5/22/2008
by Jamie Belnap STAFF WRITER As I shuffle each Memorial Day through the neatly cut grass eyeing the abiding headstones in the cemetery -- both new and old -- I often wonder what times were like during the years engraved on each stone. So many stories are buried in those quiet places, some of which come alive the last Monday of May as families gather to honor those who have since passed on.
Some say the "memorial" in Memorial Day each year is being ignored by too many of us who are beneficiaries of those who have sacrificed much -- ancestors, family members, loved ones, neighbors, friends and those who served so diligently in the military. Some question whether too many of us think of the day simply as a holiday to kick off summer.
While in some respects this may be true, I still find cemeteries crowded with what seems like more and more visitors paying their respects.
Death isn't something that I'm well acquainted with. Most of my grandparents and other loved ones are still living. One grandmother did pass away a number of years ago, but it was a situation that I was not sure how to react to at the age of 9. At the service, many tears were shed, and I, feeling like all smiles were banned, plastered on a frown that I thought was very authentic looking.

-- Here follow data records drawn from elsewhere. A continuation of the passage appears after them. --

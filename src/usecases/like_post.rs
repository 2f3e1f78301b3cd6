use crate::domain::{error::FeedError, post::PostId, workspace::FeedWorkspace};

/// Adds one like and returns the new count.
pub fn like_post(workspace: &mut FeedWorkspace, group: &str, post: PostId) -> Result<u32, FeedError> {
    let likes = workspace.ledger.like(group, post)?;
    tracing::debug!(group = %group, post = %post, likes, "post liked");
    Ok(likes)
}

#[cfg(test)]
mod tests {
    use super::*;
    use crate::domain::post::{PostAuthor, PostDraft};

    #[test]
    fn each_like_adds_exactly_one() {
        let mut workspace = FeedWorkspace::default();
        let id = workspace.ledger.append(
            "Group 1",
            PostDraft {
                user: PostAuthor::new("Dana", ""),
                content: "hi".to_owned(),
            },
        );

        assert_eq!(like_post(&mut workspace, "Group 1", id), Ok(1));
        assert_eq!(like_post(&mut workspace, "Group 1", id), Ok(2));
        assert_eq!(like_post(&mut workspace, "Group 1", id), Ok(3));
    }

    #[test]
    fn liking_missing_post_changes_nothing() {
        let mut workspace = FeedWorkspace::default();
        let before = workspace.clone();

        assert!(like_post(&mut workspace, "Group 1", PostId::generate()).is_err());
        assert_eq!(workspace, before);
    }
}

Growing up, my grandmother was always sick and usually ushered around in a wheelchair. My parents urged me to hug her and talk to her, but it was hard because I always felt like hugging her would somehow hurt her more. Some of my older cousins, however, have amazing memories of her, including tales of sleepovers, going to church and excursions to the family cabin.

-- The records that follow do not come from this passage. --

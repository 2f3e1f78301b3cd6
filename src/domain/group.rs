/// Glyph shown next to a group in the sidebar. Purely cosmetic.
#[derive(Debug, Clone, Copy, PartialEq, Eq, Default)]
pub enum GroupIcon {
    /// Icon given to freshly created groups.
    #[default]
    Plus,
    Book,
    Code,
    Brain,
    Globe,
    Music,
    Flask,
}

const ICON_CYCLE: [GroupIcon; 7] = [
    GroupIcon::Plus,
    GroupIcon::Book,
    GroupIcon::Code,
    GroupIcon::Brain,
    GroupIcon::Globe,
    GroupIcon::Music,
    GroupIcon::Flask,
];

impl GroupIcon {
    pub fn glyph(&self) -> &'static str {
        match self {
            GroupIcon::Plus => "+",
            GroupIcon::Book => "≡",
            GroupIcon::Code => "λ",
            GroupIcon::Brain => "∞",
            GroupIcon::Globe => "◎",
            GroupIcon::Music => "♪",
            GroupIcon::Flask => "⚗",
        }
    }

    /// Next icon in the sidebar's icon rotation, wrapping around.
    pub fn next(&self) -> GroupIcon {
        let index = ICON_CYCLE
            .iter()
            .position(|icon| icon == self)
            .unwrap_or(0);
        ICON_CYCLE[(index + 1) % ICON_CYCLE.len()]
    }
}

/// Input for creating a group; the url is always derived.
#[derive(Debug, Clone, PartialEq, Eq)]
pub struct NewGroup {
    pub title: String,
    pub icon: GroupIcon,
}

impl NewGroup {
    pub fn new(title: impl Into<String>, icon: GroupIcon) -> Self {
        Self {
            title: title.into(),
            icon,
        }
    }
}

#[derive(Debug, Clone, PartialEq, Eq)]
pub struct Group {
    pub title: String,
    pub url: String,
    pub icon: GroupIcon,
    /// Presentation hint only. Selection is tracked by `SelectionState`.
    pub is_active: bool,
}

impl Group {
    pub(crate) fn from_new(new_group: NewGroup) -> Self {
        let url = group_url(&new_group.title);
        Self {
            title: new_group.title,
            url,
            icon: new_group.icon,
            is_active: false,
        }
    }
}

/// Derives the route of a group: `/` followed by the lowercased title with
/// every whitespace run collapsed into a single `-`.
pub fn group_url(title: &str) -> String {
    let slug = title
        .to_lowercase()
        .split_whitespace()
        .collect::<Vec<_>>()
        .join("-");

    let mut url = String::with_capacity(slug.len() + 3);
    url.push('/');
    if title.starts_with(char::is_whitespace) && !slug.is_empty() {
        url.push('-');
    }
    url.push_str(&slug);
    if title.ends_with(char::is_whitespace) && !slug.is_empty() {
        url.push('-');
    }
    url
}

As I look at the colorful array of flowers that surround her grave each Memorial Day, those stories and all of the happiness that emulates from them somehow come to life -- even for someone who has only ever experienced them secondhand.
I learned to respect the observance of Memorial Day by watching the actions of my parents. Dad always cut the best-looking flowers from his lush backyard beds to decorate Grandma's grave. Typically he took a moment to clear away grass clippings and other debris while talking briefly about her life, before us youngsters got tired of standing and wandered back to the car. We usually ended up asking my dad questions about her as he piloted the family van back home, probably in an attempt to gain a better understanding of the person whose personality was impeded by her illness.

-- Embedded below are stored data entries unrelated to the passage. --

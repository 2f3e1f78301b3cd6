use std::fmt;

use uuid::Uuid;

/// Display timestamp given to every freshly appended post.
pub const JUST_POSTED: &str = "Just now";

#[derive(Debug, Clone, Copy, PartialEq, Eq, Hash, PartialOrd, Ord)]
pub struct PostId(Uuid);

impl PostId {
    pub fn generate() -> Self {
        Self(Uuid::new_v4())
    }
}

impl fmt::Display for PostId {
    fn fmt(&self, f: &mut fmt::Formatter<'_>) -> fmt::Result {
        write!(f, "{}", self.0)
    }
}

/// Author snapshot taken when a post is written.
#[derive(Debug, Clone, PartialEq, Eq)]
pub struct PostAuthor {
    pub name: String,
    pub avatar: String,
}

impl PostAuthor {
    pub fn new(name: impl Into<String>, avatar: impl Into<String>) -> Self {
        Self {
            name: name.into(),
            avatar: avatar.into(),
        }
    }

    /// Single character shown in place of the avatar image.
    pub fn initial(&self) -> char {
        self.name.chars().next().unwrap_or('?')
    }
}

/// What the composer hands to the ledger; the ledger fills in the rest.
#[derive(Debug, Clone, PartialEq, Eq)]
pub struct PostDraft {
    pub user: PostAuthor,
    pub content: String,
}

#[derive(Debug, Clone, PartialEq, Eq)]
pub struct Post {
    pub id: PostId,
    pub user: PostAuthor,
    pub content: String,
    /// Opaque display string, not a parsed time.
    pub timestamp: String,
    pub likes: u32,
    /// Author id compared against the current profile to allow deletion.
    pub user_id: Option<String>,
}

impl Post {
    pub fn is_authored_by(&self, user_id: &str) -> bool {
        self.user_id.as_deref() == Some(user_id)
    }
}
use ratatui::{
    layout::{Constraint, Direction, Layout, Rect},
    style::Style,
    text::{Line, Span},
    widgets::{Block, Borders, List, ListItem, ListState, Paragraph, Wrap},
    Frame,
};

use crate::domain::{
    group::Group,
    shell_state::{ActivePane, ShellState, StatusKind},
};

use super::{
    post_rendering::{post_list_item, PostRowContext},
    styles,
    text_input::{render_text_input, TextInputView},
};

const WELCOME_TEXT: [&str; 3] = [
    "Welcome to WeLearn!",
    "You haven't joined any learning groups yet. Create or join a group to start sharing your daily learnings with others.",
    "Press 'n' in the sidebar to create a group, then Enter to open it.",
];

pub fn render(frame: &mut Frame<'_>, state: &ShellState) {
    let [content_area, status_area] = Layout::default()
        .direction(Direction::Vertical)
        .constraints([Constraint::Min(1), Constraint::Length(1)])
        .areas(frame.area());

    let [sidebar_area, feed_with_input_area] = Layout::default()
        .direction(Direction::Horizontal)
        .constraints([Constraint::Percentage(30), Constraint::Percentage(70)])
        .areas(content_area);

    let [feed_area, composer_area] = Layout::default()
        .direction(Direction::Vertical)
        .constraints([Constraint::Min(1), Constraint::Length(3)])
        .areas(feed_with_input_area);

    let active_pane = state.active_pane();
    if active_pane == ActivePane::GroupPrompt {
        let [list_area, prompt_area] = Layout::default()
            .direction(Direction::Vertical)
            .constraints([Constraint::Min(1), Constraint::Length(3)])
            .areas(sidebar_area);
        render_sidebar(frame, list_area, state, true);
        render_text_input(
            frame,
            prompt_area,
            &TextInputView {
                title: "New group",
                placeholder: "",
                state: state.group_prompt(),
                focused: true,
            },
        );
    } else {
        render_sidebar(frame, sidebar_area, state, active_pane == ActivePane::Sidebar);
    }

    render_feed(frame, feed_area, state, active_pane == ActivePane::Feed);
    render_text_input(
        frame,
        composer_area,
        &TextInputView {
            title: "Post",
            placeholder: "Press 'i' to share what you learned...",
            state: state.composer(),
            focused: active_pane == ActivePane::Composer,
        },
    );

    frame.render_widget(Paragraph::new(status_line(state)), status_area);
}

fn panel_block(title: String, is_active: bool) -> Block<'static> {
    let border_style = if is_active {
        styles::active_panel_border_style()
    } else {
        styles::inactive_panel_border_style()
    };

    Block::default()
        .title(title)
        .borders(Borders::ALL)
        .border_style(border_style)
}

fn render_sidebar(frame: &mut Frame<'_>, area: Rect, state: &ShellState, is_active: bool) {
    let workspace = state.workspace();
    let groups = workspace.registry.groups();
    let block = panel_block(format!("Learning Groups ({})", groups.len()), is_active);

    if groups.is_empty() {
        let hint = Paragraph::new("No groups yet. Press 'n' to create one.")
            .wrap(Wrap { trim: true })
            .block(block);
        frame.render_widget(hint, area);
        return;
    }

    let items: Vec<ListItem<'static>> = groups
        .iter()
        .map(|group| group_list_item(group, workspace.selection.is_selected(&group.title)))
        .collect();
    let list = List::new(items)
        .block(block)
        .highlight_style(styles::highlight_style());

    let mut list_state = ListState::default();
    list_state.select(state.sidebar_cursor());
    frame.render_stateful_widget(list, area, &mut list_state);
}

fn group_list_item(group: &Group, is_selected: bool) -> ListItem<'static> {
    let title_style = if is_selected {
        styles::selected_group_style()
    } else {
        styles::group_title_style()
    };

    ListItem::new(Line::from(vec![
        Span::styled(format!("{} ", group.icon.glyph()), styles::group_icon_style()),
        Span::styled(group.title.clone(), title_style),
    ]))
}

fn render_feed(frame: &mut Frame<'_>, area: Rect, state: &ShellState, is_active: bool) {
    let workspace = state.workspace();
    let Some(group) = workspace
        .selected_group()
        .and_then(|title| workspace.registry.get(title))
    else {
        let welcome: Vec<Line<'static>> = WELCOME_TEXT
            .iter()
            .map(|text| Line::raw(*text))
            .collect();
        let paragraph = Paragraph::new(welcome)
            .wrap(Wrap { trim: true })
            .block(panel_block("Feed".to_owned(), is_active));
        frame.render_widget(paragraph, area);
        return;
    };

    let block = panel_block(format!("{} {}", group.title, group.url), is_active);
    let posts = state.visible_posts();
    if posts.is_empty() {
        let empty = Paragraph::new("No posts yet. Press 'i' to share what you learned.")
            .wrap(Wrap { trim: true })
            .block(block);
        frame.render_widget(empty, area);
        return;
    }

    let width = area.width.saturating_sub(2) as usize;
    let current_user_id = workspace.ledger.current_user_id();
    let items: Vec<ListItem<'static>> = posts
        .iter()
        .map(|post| {
            post_list_item(
                post,
                &PostRowContext {
                    current_user_id,
                    is_pending: state.pending().is_pending(&group.title, post.id),
                    width,
                },
            )
        })
        .collect();

    let list = List::new(items)
        .block(block)
        .highlight_style(if is_active {
            styles::highlight_style()
        } else {
            Style::default()
        });

    let mut list_state = ListState::default();
    list_state.select(state.feed_cursor());
    frame.render_stateful_widget(list, area, &mut list_state);
}

fn status_line(state: &ShellState) -> Line<'static> {
    if let Some(status) = state.status() {
        let style = match status.kind {
            StatusKind::Info => styles::status_info_style(),
            StatusKind::Error => styles::status_error_style(),
        };
        return Line::from(Span::styled(status.text.clone(), style));
    }

    Line::from(Span::styled(key_hints(state.active_pane()), styles::key_hint_style()))
}

fn key_hints(pane: ActivePane) -> &'static str {
    match pane {
        ActivePane::Sidebar => {
            "j/k move  enter open  n new  d delete  x exit  i icon  J/K reorder  tab feed  q quit"
        }
        ActivePane::Feed => "j/k move  l like  d delete  i write  tab next  q quit",
        ActivePane::Composer => "enter post  esc back  tab sidebar",
        ActivePane::GroupPrompt => "enter create  esc cancel",
    }
}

Another Memorial Day memory of mine revolves around our annual May trek to Cache Valley, where my parents sadly buried their precious identical infant twins, Heidi and Sara, 28 years ago. Again it's a situation that I'm only acquainted with through stories. But as I watch my mom brush way tears each year, I realize more and more the connection and love that parents have for their children -- even those whose lives were so short.
Memorial Day is truly a day that unites families. Perhaps that's what has caused the movement from memorializing to vacationing. But maybe it's not all bad. My extended family still gathers at the family cabin each Memorial Day. In a way, I think that's how we still honor Grandma and the strong ties she and Grandpa instilled in their five sons.